Which of the three security goals is most concerned with ensuring that data is not subject to unauthorized modification or alteration? A. Availability B. Integrity C. Confidentiality D. Non-repudiation
B. Integrity is the security goal that security personnel want to achieve by preventing unauthorized data modification or alteration.
Which of the following supporting elements concerns the inability of the user to deny that he or she has performed an action with regard to data or on the system? A. Confidentiality B. Authentication C. Authorization D. Non-repudiation
D. Non-repudiation means that a user cannot deny that he or she performed an action with regard to data or on a system.
Mark is attempting to log on to a computer system. He successfully presents his user credentials, but the system continually denies his logon attempts and will not allow him to access the system. Which of the following steps in the logon process is failing? A. Identification B. Authorization C. Authentication D. Auditing
C. Mark has successfully identified himself, but the system refuses to authenticate him and does not validate the credentials he has supplied. The system has not even proceeded to the authorization and auditing steps at this point.

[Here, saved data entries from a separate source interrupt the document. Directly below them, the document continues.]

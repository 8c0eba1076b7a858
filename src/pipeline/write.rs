//! Atomic output: write to a temp file beside the target, then rename.
//!
//! A crash or full disk mid-write leaves the previous file (or nothing) at
//! the destination, never a truncated PDF.

use crate::error::Md2PdfError;
use std::io::Write;
use std::path::Path;
use tempfile::NamedTempFile;
use tracing::debug;

/// Write `bytes` to `path` atomically, creating parent directories.
///
/// Returns the number of bytes now on disk.
pub fn write_atomic(path: &Path, bytes: &[u8]) -> Result<u64, Md2PdfError> {
    let fail = |source: std::io::Error| Md2PdfError::OutputWriteFailed {
        path: path.to_path_buf(),
        source,
    };

    let parent = match path.parent() {
        Some(p) if !p.as_os_str().is_empty() => p,
        _ => Path::new("."),
    };
    std::fs::create_dir_all(parent).map_err(fail)?;

    let mut tmp = NamedTempFile::new_in(parent).map_err(fail)?;
    tmp.write_all(bytes).map_err(fail)?;
    tmp.as_file().sync_all().map_err(fail)?;
    tmp.persist(path).map_err(|e| fail(e.error))?;

    let size = std::fs::metadata(path).map_err(fail)?.len();
    debug!("Wrote {} bytes to {}", size, path.display());
    Ok(size)
}
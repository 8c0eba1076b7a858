//! Heading anchors and table-of-contents generation (the `toc` extension).
//!
//! Every heading receives an `id` derived from its text so that the
//! generated index, and any hand-written `[link](#section)`, can target it.
//! Slugs follow the familiar Python-Markdown rules so existing intra-document
//! links keep working:
//!
//! 1. NFKD-decompose and drop everything outside ASCII (`Café` → `Cafe`)
//! 2. drop every character that is not a word character, whitespace or `-`
//! 3. trim and lower-case
//! 4. collapse runs of whitespace and hyphens into a single `-`
//! 5. de-duplicate with a numeric suffix: `intro`, `intro_1`, `intro_2`

use crate::pipeline::markdown::escape_html;
use once_cell::sync::Lazy;
use regex::Regex;
use std::collections::HashSet;
use unicode_normalization::UnicodeNormalization;

/// Marker paragraph replaced by the generated index.
pub const TOC_MARKER: &str = "[TOC]";

static RE_STRIP: Lazy<Regex> = Lazy::new(|| Regex::new(r"[^\w\s-]").unwrap());
static RE_HYPHENATE: Lazy<Regex> = Lazy::new(|| Regex::new(r"[-\s]+").unwrap());
static RE_COUNTED: Lazy<Regex> = Lazy::new(|| Regex::new(r"^(.*)_([0-9]+)$").unwrap());

/// One heading as it appears in the index.
#[derive(Debug, Clone, PartialEq, Eq)]
pub struct TocEntry {
    /// Heading level, 1–6.
    pub level: u32,
    /// Unique anchor id.
    pub id: String,
    /// Plain heading text (unescaped).
    pub text: String,
}

/// Turn heading text into an anchor slug. Not de-duplicated.
pub fn slugify(text: &str) -> String {
    let ascii: String = text.nfkd().filter(char::is_ascii).collect();
    let stripped = RE_STRIP.replace_all(&ascii, "");
    let lowered = stripped.trim().to_lowercase();
    RE_HYPHENATE.replace_all(&lowered, "-").into_owned()
}

/// Hands out unique ids for one document.
#[derive(Debug, Default)]
pub struct SlugRegistry {
    used: HashSet<String>,
}

impl SlugRegistry {
    pub fn new() -> Self {
        Self::default()
    }

    /// Claim a unique id for `candidate`, suffixing `_N` on collision.
    pub fn claim(&mut self, candidate: &str) -> String {
        let mut id = candidate.to_string();
        while id.is_empty() || self.used.contains(&id) {
            id = match RE_COUNTED.captures(&id) {
                Some(caps) => {
                    let n: u64 = caps[2].parse().unwrap_or(0);
                    format!("{}_{}", &caps[1], n + 1)
                }
                None => format!("{id}_1"),
            };
        }
        self.used.insert(id.clone());
        id
    }
}

/// Render the index as nested lists inside `<div class="toc">`.
///
/// A heading deeper than its predecessor opens a nested list; a heading at
/// or above the parent list's level closes lists until it fits. Skipped
/// levels (`#` then `###`) nest one step, not two.
pub fn render_toc(entries: &[TocEntry]) -> String {
    let mut out = String::from("<div class=\"toc\">\n");
    if entries.is_empty() {
        out.push_str("<ul></ul>\n</div>\n");
        return out;
    }

    // Level of the first heading in each open <ul>.
    let mut open: Vec<u32> = Vec::new();

    for entry in entries {
        match open.last().copied() {
            None => {
                out.push_str("<ul>\n");
                open.push(entry.level);
            }
            Some(top) if entry.level > top => {
                out.push_str("\n<ul>\n");
                open.push(entry.level);
            }
            Some(_) => {
                out.push_str("</li>\n");
                while open.len() > 1 && entry.level <= open[open.len() - 2] {
                    out.push_str("</ul>\n</li>\n");
                    open.pop();
                }
            }
        }
        out.push_str(&format!(
            "<li><a href=\"#{}\">{}</a>",
            escape_html(&entry.id),
            escape_html(&entry.text)
        ));
    }

    out.push_str("</li>\n");
    for _ in 1..open.len() {
        out.push_str("</ul>\n</li>\n");
    }
    out.push_str("</ul>\n</div>\n");
    out
}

Which of the following supporting elements of security relates to the correct level of permissions, rights, and privileges that a person may have with respect to what actions they may take with data or on a system? A. Non-repudiation B. Authorization C. Confidentiality D. Authentication
B. Authorization relates to the level of rights, privileges, and permissions the user has with respect to data and systems.

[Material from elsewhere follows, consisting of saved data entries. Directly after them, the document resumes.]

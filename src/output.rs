//! Result types returned by the top-level converter.

use serde::{Deserialize, Serialize};
use std::path::{Path, PathBuf};

/// What a successful [`crate::convert::run`] produced.
#[derive(Debug, Clone, PartialEq, Eq, Serialize, Deserialize)]
#[serde(tag = "kind", rename_all = "snake_case")]
pub enum ConversionOutcome {
    /// The PDF was rendered and written.
    Pdf {
        path: PathBuf,
        /// File size on disk.
        bytes: u64,
    },
    /// PDF rendering failed; the HTML fallback was written instead.
    HtmlFallback {
        path: PathBuf,
        /// Why the PDF could not be produced.
        pdf_error: String,
    },
}

impl ConversionOutcome {
    /// Path of the artifact that was written.
    pub fn path(&self) -> &Path {
        match self {
            ConversionOutcome::Pdf { path, .. } => path,
            ConversionOutcome::HtmlFallback { path, .. } => path,
        }
    }

    pub fn is_pdf(&self) -> bool {
        matches!(self, ConversionOutcome::Pdf { .. })
    }
}
//! Progress-callback trait for conversion status events.
//!
//! Inject an [`Arc<dyn ConversionProgressCallback>`] via
//! [`crate::config::ConversionConfigBuilder::progress_callback`] to receive
//! events as the converter moves through its stages.
//!
//! The library itself never prints: every human-readable status line the
//! `md2pdf` binary shows ("✅ Successfully converted…", "🔄 Trying
//! alternative method…") is produced by a callback implementation. Tests
//! install a recording callback instead and assert on the event sequence.
//!
//! # Example
//!
//! ```rust
//! use edgequake_md2pdf::{ConversionProgressCallback, ConversionConfig};
//! use std::path::Path;
//! use std::sync::Arc;
//!
//! struct SizeLogger;
//!
//! impl ConversionProgressCallback for SizeLogger {
//!     fn on_pdf_written(&self, _input: &Path, output: &Path, bytes: u64) {
//!         eprintln!("{} is {} bytes", output.display(), bytes);
//!     }
//! }
//!
//! let config = ConversionConfig::builder()
//!     .progress_callback(Arc::new(SizeLogger) as Arc<dyn ConversionProgressCallback>)
//!     .build()
//!     .unwrap();
//! ```

use crate::error::Md2PdfError;
use std::path::Path;
use std::sync::Arc;

/// Called by the converter as it moves through each stage.
///
/// All methods have default no-op implementations so callers only override
/// what they care about.
pub trait ConversionProgressCallback: Send + Sync {
    /// Called once before the source is read.
    fn on_conversion_start(&self, input: &Path, output: &Path) {
        let _ = (input, output);
    }

    /// The input path does not exist; the run is aborted.
    fn on_input_missing(&self, input: &Path) {
        let _ = input;
    }

    /// Called just before the external renderer is invoked.
    fn on_render_start(&self, html_len: usize) {
        let _ = html_len;
    }

    /// The PDF was written successfully.
    ///
    /// # Arguments
    /// * `bytes` — size of the file now on disk
    fn on_pdf_written(&self, input: &Path, output: &Path, bytes: u64) {
        let _ = (input, output, bytes);
    }

    /// The primary PDF conversion failed.
    fn on_pdf_failed(&self, error: &Md2PdfError) {
        let _ = error;
    }

    /// The HTML fallback is about to run.
    fn on_fallback_start(&self) {}

    /// The HTML fallback file was written.
    fn on_fallback_written(&self, path: &Path) {
        let _ = path;
    }

    /// The HTML fallback failed; there is no further recovery.
    fn on_fallback_failed(&self, error: &Md2PdfError) {
        let _ = error;
    }
}

/// A no-op implementation for callers that don't need status events.
///
/// This is the default when no callback is configured.
pub struct NoopProgressCallback;

impl ConversionProgressCallback for NoopProgressCallback {}

/// Convenience alias matching the type stored in [`crate::config::ConversionConfig`].
pub type ProgressCallback = Arc<dyn ConversionProgressCallback>;
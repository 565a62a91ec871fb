//! Telemetry callback fan-out
//!
//! Callbacks run sequentially per request; one callback's failure is
//! logged and never blocks the others. Exporters that batch (object
//! storage, trace vendors) sit behind [`BatchingCallback`], which owns a
//! flush task with a ticker and a size trigger and drains on shutdown
//! under a bounded deadline.

use super::StandardLoggingPayload;
use crate::utils::error::Result;
use async_trait::async_trait;
use parking_lot::RwLock;
use std::fmt;
use std::sync::Arc;
use std::time::Duration;
use tokio::sync::mpsc;
use tokio::task::JoinHandle;
use tracing::{debug, info, warn};

/// A telemetry consumer
#[async_trait]
pub trait TelemetryCallback: Send + Sync {
    /// Callback name, for logs
    fn name(&self) -> &str;

    /// Consume one payload
    async fn on_request(&self, payload: Arc<StandardLoggingPayload>) -> Result<()>;

    /// Flush and release resources
    async fn shutdown(&self) {}
}

/// Sequential fan-out over the registered callbacks
pub struct CallbackManager {
    callbacks: RwLock<Vec<Arc<dyn TelemetryCallback>>>,
}

impl fmt::Debug for CallbackManager {
    fn fmt(&self, f: &mut fmt::Formatter<'_>) -> fmt::Result {
        f.debug_struct("CallbackManager")
            .field("callbacks", &self.callbacks.read().len())
            .finish()
    }
}

impl CallbackManager {
    /// Create an empty manager
    pub fn new() -> Self {
        Self {
            callbacks: RwLock::new(Vec::new()),
        }
    }

    /// Register a callback
    pub fn register(&self, callback: Arc<dyn TelemetryCallback>) {
        self.callbacks.write().push(callback);
    }

    /// Registered callback count
    pub fn len(&self) -> usize {
        self.callbacks.read().len()
    }

    /// Whether no callbacks are registered
    pub fn is_empty(&self) -> bool {
        self.callbacks.read().is_empty()
    }

    /// Deliver one payload to every callback, in registration order
    pub async fn fire(&self, payload: Arc<StandardLoggingPayload>) {
        let callbacks: Vec<Arc<dyn TelemetryCallback>> = self.callbacks.read().clone();
        for callback in callbacks {
            if let Err(err) = callback.on_request(Arc::clone(&payload)).await {
                warn!(callback = callback.name(), %err, "telemetry callback failed");
            }
        }
    }

    /// Shut every callback down
    pub async fn shutdown(&self) {
        let callbacks: Vec<Arc<dyn TelemetryCallback>> = self.callbacks.read().clone();
        for callback in callbacks {
            callback.shutdown().await;
        }
    }
}

impl Default for CallbackManager {
    fn default() -> Self {
        Self::new()
    }
}

/// Built-in callback writing one structured log line per request
#[derive(Debug, Default)]
pub struct LoggingCallback;

#[async_trait]
impl TelemetryCallback for LoggingCallback {
    fn name(&self) -> &str {
        "logging"
    }

    async fn on_request(&self, payload: Arc<StandardLoggingPayload>) -> Result<()> {
        info!(
            request_id = %payload.id,
            status = ?payload.status,
            gen_ai.request.model = %payload.requested_model,
            gen_ai.response.model = payload.actual_model.as_deref().unwrap_or(""),
            gen_ai.system = payload.provider.as_deref().unwrap_or(""),
            gen_ai.usage.input_tokens = payload.prompt_tokens,
            gen_ai.usage.output_tokens = payload.completion_tokens,
            cost = payload.cost,
            cache_hit = payload.cache_hit,
            fallbacks = payload.fallback_events.len(),
            error = payload.error.as_deref().unwrap_or(""),
            "request completed"
        );
        Ok(())
    }
}

/// Batch exporter contract
#[async_trait]
pub trait TelemetrySink: Send + Sync {
    /// Sink name, for logs
    fn name(&self) -> &str;

    /// Export one batch
    async fn export(&self, batch: Vec<Arc<StandardLoggingPayload>>) -> Result<()>;
}

/// Batch size that triggers an early flush
const FLUSH_BATCH_SIZE: usize = 64;
/// Channel capacity; overflow drops payloads with a warning
const QUEUE_CAPACITY: usize = 4096;

enum QueueItem {
    Payload(Arc<StandardLoggingPayload>),
    Flush(tokio::sync::oneshot::Sender<()>),
}

/// Queues payloads and exports them in batches from a dedicated task
pub struct BatchingCallback {
    sink_name: String,
    tx: mpsc::Sender<QueueItem>,
    flush_task: parking_lot::Mutex<Option<JoinHandle<()>>>,
    drain_deadline: Duration,
}

impl fmt::Debug for BatchingCallback {
    fn fmt(&self, f: &mut fmt::Formatter<'_>) -> fmt::Result {
        f.debug_struct("BatchingCallback")
            .field("sink", &self.sink_name)
            .finish_non_exhaustive()
    }
}

impl BatchingCallback {
    /// Spawn the flush task for a sink
    pub fn new(sink: Arc<dyn TelemetrySink>, flush_interval: Duration) -> Self {
        let (tx, mut rx) = mpsc::channel::<QueueItem>(QUEUE_CAPACITY);
        let sink_name = sink.name().to_string();
        let task = tokio::spawn(async move {
            let mut pending: Vec<Arc<StandardLoggingPayload>> = Vec::with_capacity(FLUSH_BATCH_SIZE);
            let mut ticker = tokio::time::interval(flush_interval);
            ticker.set_missed_tick_behavior(tokio::time::MissedTickBehavior::Delay);
            loop {
                tokio::select! {
                    item = rx.recv() => match item {
                        Some(QueueItem::Payload(payload)) => {
                            pending.push(payload);
                            if pending.len() >= FLUSH_BATCH_SIZE {
                                Self::flush(&sink, &mut pending).await;
                            }
                        }
                        Some(QueueItem::Flush(done)) => {
                            Self::flush(&sink, &mut pending).await;
                            let _ = done.send(());
                        }
                        None => {
                            // Sender side closed: final drain
                            Self::flush(&sink, &mut pending).await;
                            break;
                        }
                    },
                    _ = ticker.tick() => {
                        Self::flush(&sink, &mut pending).await;
                    }
                }
            }
            debug!(sink = %sink.name(), "batching flush task stopped");
        });

        Self {
            sink_name,
            tx,
            flush_task: parking_lot::Mutex::new(Some(task)),
            drain_deadline: Duration::from_secs(5),
        }
    }

    async fn flush(sink: &Arc<dyn TelemetrySink>, pending: &mut Vec<Arc<StandardLoggingPayload>>) {
        if pending.is_empty() {
            return;
        }
        let batch = std::mem::take(pending);
        let size = batch.len();
        if let Err(err) = sink.export(batch).await {
            warn!(sink = sink.name(), size, %err, "telemetry batch export failed");
        }
    }

    /// Force a flush and wait for it
    pub async fn flush_now(&self) {
        let (done_tx, done_rx) = tokio::sync::oneshot::channel();
        if self.tx.send(QueueItem::Flush(done_tx)).await.is_ok() {
            let _ = done_rx.await;
        }
    }
}

#[async_trait]
impl TelemetryCallback for BatchingCallback {
    fn name(&self) -> &str {
        &self.sink_name
    }

    async fn on_request(&self, payload: Arc<StandardLoggingPayload>) -> Result<()> {
        if self.tx.try_send(QueueItem::Payload(payload)).is_err() {
            warn!(sink = %self.sink_name, "telemetry queue full, payload dropped");
        }
        Ok(())
    }

    async fn shutdown(&self) {
        self.flush_now().await;
        let task = self.flush_task.lock().take();
        if let Some(task) = task {
            task.abort();
            let _ = tokio::time::timeout(self.drain_deadline, async {
                let _ = task.await;
            })
            .await;
        }
    }
}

An organization decides to split the ability to perform security-related tasks among several different people. Which of the following concepts is the organization practicing? A. Non-repudiation B. Administrative control C. Job rotation D. Separation of duties
D. The organization is practicing separation of duties because it has separated the ability to perform critical or sensitive tasks among several different people, thereby reducing the risk of fraud or unauthorized activity by a single person.
The company policy requires that two people be present in order to witness and verify that highly sensitive information that is no longer needed has been properly destroyed. What practice is the company adhering to by requiring two people to perform this task? A. Multi-person control B. Separation of duties C. Non-repudiation D. Job rotation
A. The company is engaging in multi-person control by requiring two people to be present to witness and verify the destruction of the sensitive information.

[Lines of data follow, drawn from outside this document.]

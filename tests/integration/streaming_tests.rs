//! Streaming delivery and mid-stream recovery

use crate::common::{
    MockBehavior, MockService, collect_stream, deployment, gateway, stream_content,
};
use modelmux::GatewayError;
use modelmux::config::{GatewayConfig, RoutingStrategyConfig, StreamRecoveryMode};
use modelmux::core::router::StatsStore;
use modelmux::core::types::{ChatRequest, MessageRole, RequestContext};

fn streaming_request() -> ChatRequest {
    ChatRequest::new("gpt-4")
        .add_user_message("say hello")
        .with_streaming()
}

fn recovery_config(mode: StreamRecoveryMode) -> GatewayConfig {
    let mut config = GatewayConfig::default();
    config.stream_recovery.mode = mode;
    config.router.retry_count = 2;
    config.router.retry_backoff_ms = 5;
    // Deterministic pick order: unprobed deployments tie-break by id
    config.router.strategy = RoutingStrategyConfig::LowestLatency;
    config
}

#[tokio::test]
async fn test_clean_stream_delivery() {
    let service = MockService::new(MockBehavior::Stream(vec![
        "Hello".into(),
        ", world".into(),
    ]));
    let (orchestrator, _registry, stats, capture) = gateway(
        GatewayConfig::default(),
        vec![deployment("a", "gpt-4", service)],
    );

    let ctx = RequestContext::new(None);
    let reply = orchestrator.chat(&ctx, streaming_request()).await.unwrap();
    let (chunks, error) = collect_stream(reply).await;

    assert!(error.is_none());
    assert_eq!(stream_content(&chunks), "Hello, world");
    // Exactly one role header and one finish reason
    let roles = chunks
        .iter()
        .flat_map(|c| &c.choices)
        .filter(|choice| choice.delta.role.is_some())
        .count();
    assert_eq!(roles, 1);
    let finishes = chunks
        .iter()
        .flat_map(|c| &c.choices)
        .filter(|choice| choice.finish_reason.is_some())
        .count();
    assert_eq!(finishes, 1);

    // Stream bookkeeping settled
    let snapshot = stats.snapshot("a").await;
    assert_eq!(snapshot.active_requests, 0);
    assert_eq!(snapshot.success_requests, 1);
    assert!(!snapshot.ttft_history.is_empty(), "TTFT recorded");

    // Streaming invariant: completion_start_time set iff a delta arrived
    assert!(capture.latest().completion_start_time.is_some());
}

#[tokio::test]
async fn test_recovery_retry_mode_splices_second_stream() {
    // A emits two deltas then dies; B streams the full answer
    let a = MockService::new(MockBehavior::StreamThenError(
        vec!["He".into(), "llo".into()],
        GatewayError::ProviderUnavailable("connection reset".into()),
    ));
    let b = MockService::new(MockBehavior::Stream(vec!["Hello, world".into()]));

    let (orchestrator, _registry, stats, capture) = gateway(
        recovery_config(StreamRecoveryMode::Retry),
        vec![deployment("a", "gpt-4", a.clone()), deployment("b", "gpt-4", b.clone())],
    );

    let ctx = RequestContext::new(None);
    let reply = orchestrator.chat(&ctx, streaming_request()).await.unwrap();
    let (chunks, error) = collect_stream(reply).await;

    assert!(error.is_none(), "recovered stream must not surface an error");
    assert_eq!(a.call_count(), 1);
    assert_eq!(b.call_count(), 1);
    // B got the original request, unchanged
    assert_eq!(
        b.seen_requests.lock()[0].messages.len(),
        streaming_request().messages.len()
    );

    // One well-formed stream: single role header, single stop
    let roles = chunks
        .iter()
        .flat_map(|c| &c.choices)
        .filter(|choice| choice.delta.role.is_some())
        .count();
    assert_eq!(roles, 1);
    let finishes: Vec<_> = chunks
        .iter()
        .flat_map(|c| &c.choices)
        .filter_map(|choice| choice.finish_reason.clone())
        .collect();
    assert_eq!(finishes, vec!["stop"]);
    assert!(stream_content(&chunks).ends_with("Hello, world"));

    // A cooled and settled; B recorded the success
    assert_eq!(stats.snapshot("a").await.active_requests, 0);
    assert_eq!(stats.snapshot("b").await.success_requests, 1);

    let payload = capture.latest();
    assert_eq!(payload.fallback_events.len(), 1);
    assert_eq!(payload.fallback_events[0].from_deployment, "a");
    assert_eq!(payload.fallback_events[0].to_deployment.as_deref(), Some("b"));
    assert!(payload.fallback_events[0].success);
}

#[tokio::test]
async fn test_recovery_append_mode_carries_partial_message() {
    let a = MockService::new(MockBehavior::StreamThenError(
        vec!["The answer ".into()],
        GatewayError::ProviderUnavailable("upstream died".into()),
    ));
    let b = MockService::new(MockBehavior::Stream(vec!["is 42.".into()]));

    let (orchestrator, _registry, _stats, _capture) = gateway(
        recovery_config(StreamRecoveryMode::Append),
        vec![deployment("a", "gpt-4", a.clone()), deployment("b", "gpt-4", b.clone())],
    );

    let ctx = RequestContext::new(None);
    let reply = orchestrator.chat(&ctx, streaming_request()).await.unwrap();
    let (chunks, error) = collect_stream(reply).await;
    assert!(error.is_none());

    // The continuation request carries the accumulated partial
    // assistant message
    let continuation = b.seen_requests.lock()[0].clone();
    let last = continuation.messages.last().unwrap();
    assert_eq!(last.role, MessageRole::Assistant);
    assert_eq!(
        last.content.as_ref().map(|c| c.text()).as_deref(),
        Some("The answer ")
    );

    // Client-visible deltas stay continuous, no replayed prefix
    assert_eq!(stream_content(&chunks), "The answer is 42.");
}

#[tokio::test]
async fn test_recovery_off_surfaces_interruption() {
    let a = MockService::new(MockBehavior::StreamThenError(
        vec!["partial".into()],
        GatewayError::ProviderUnavailable("upstream died".into()),
    ));
    let b = MockService::new(MockBehavior::Stream(vec!["never".into()]));

    let (orchestrator, _registry, _stats, capture) = gateway(
        recovery_config(StreamRecoveryMode::Off),
        vec![deployment("a", "gpt-4", a.clone()), deployment("b", "gpt-4", b.clone())],
    );

    let ctx = RequestContext::new(None);
    let reply = orchestrator.chat(&ctx, streaming_request()).await.unwrap();
    let (chunks, error) = collect_stream(reply).await;

    assert_eq!(stream_content(&chunks), "partial");
    assert!(matches!(error, Some(GatewayError::StreamInterrupted(_))));
    assert_eq!(b.call_count(), 0, "off mode never reroutes");
    assert_eq!(
        capture.latest().status,
        modelmux::core::telemetry::PayloadStatus::Failure
    );
}

#[tokio::test]
async fn test_over_cap_accumulator_disables_recovery() {
    let a = MockService::new(MockBehavior::StreamThenError(
        vec!["x".repeat(64), "y".repeat(64)],
        GatewayError::ProviderUnavailable("upstream died".into()),
    ));
    let b = MockService::new(MockBehavior::Stream(vec!["spare".into()]));

    let mut config = recovery_config(StreamRecoveryMode::Append);
    config.stream_recovery.max_accumulated_bytes = 100;

    let (orchestrator, _registry, _stats, _capture) = gateway(
        config,
        vec![deployment("a", "gpt-4", a.clone()), deployment("b", "gpt-4", b.clone())],
    );

    let ctx = RequestContext::new(None);
    let reply = orchestrator.chat(&ctx, streaming_request()).await.unwrap();
    let (_chunks, error) = collect_stream(reply).await;

    assert!(matches!(error, Some(GatewayError::StreamInterrupted(_))));
    assert_eq!(b.call_count(), 0, "over-cap requests fall back to off");
}

#[tokio::test]
async fn test_ttft_not_reset_by_recovery() {
    let a = MockService::new(MockBehavior::StreamThenError(
        vec!["first".into()],
        GatewayError::ProviderUnavailable("died".into()),
    ));
    let b = MockService::new(MockBehavior::Stream(vec!["second".into()]));

    let (orchestrator, _registry, stats, capture) = gateway(
        recovery_config(StreamRecoveryMode::Retry),
        vec![deployment("a", "gpt-4", a), deployment("b", "gpt-4", b)],
    );

    let ctx = RequestContext::new(None);
    let reply = orchestrator.chat(&ctx, streaming_request()).await.unwrap();
    let started = chrono::Utc::now();
    let (_chunks, error) = collect_stream(reply).await;
    assert!(error.is_none());

    // completion_start_time stems from the first delta of the first
    // stream, before the recovery splice
    let payload = capture.latest();
    let ttft_at = payload.completion_start_time.unwrap();
    assert!(ttft_at <= started + chrono::Duration::seconds(1));

    // The serving deployment recorded exactly one TTFT sample
    assert_eq!(stats.snapshot("b").await.ttft_history.len(), 1);
}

The company suspects that Mike, a system administrator, is performing unauthorized actions on the network. Mike has not taken any significant time off in several years. Which of the following practices should the company consider in order to audit the activities Mike has performed while in his position? A. Separation of duties B. Job rotation C. Mandatory vacation D. Multi-person control
C. The organization should consider implementing a mandatory vacation in order to audit Mike’s activities while working in his position.
Jessica, who works in the accounting department, was discovered to have been performing administrative level actions on the accounting servers during a recent audit. While these actions were not malicious in nature, Jessica does not work at a level that would typically require server administration duties. Which of the following is not being properly implemented in the scenario? A. Separation of duties B. Principle of least privilege C. Technical control D. Accountability
B. Since Jessica’s duties do not require her to have administrative control over the accounting server, the principle of least privilege is being violated in this scenario.
The company was recently subject to a hacking attack that resulted in the breach of several thousand records containing consumer financial data. All the following are examples of actions the company took to prevent such an attack, demonstrating due care, except:
A. Allowing all employees, regardless of duties, to access the data
B. Installing and securely configuring a firewall
C. Enabling encryption for all data
D. Requiring strong authentication methods
A. Allowing any employee, regardless of need-to-know, to access financial data does not demonstrate an example of due care. Allowing only those particular employees with a definite need-to-know based upon their daily duties, and restricting access from all other employees, would have demonstrated due care. All other choices are examples of the company fulfilling its due care responsibilities.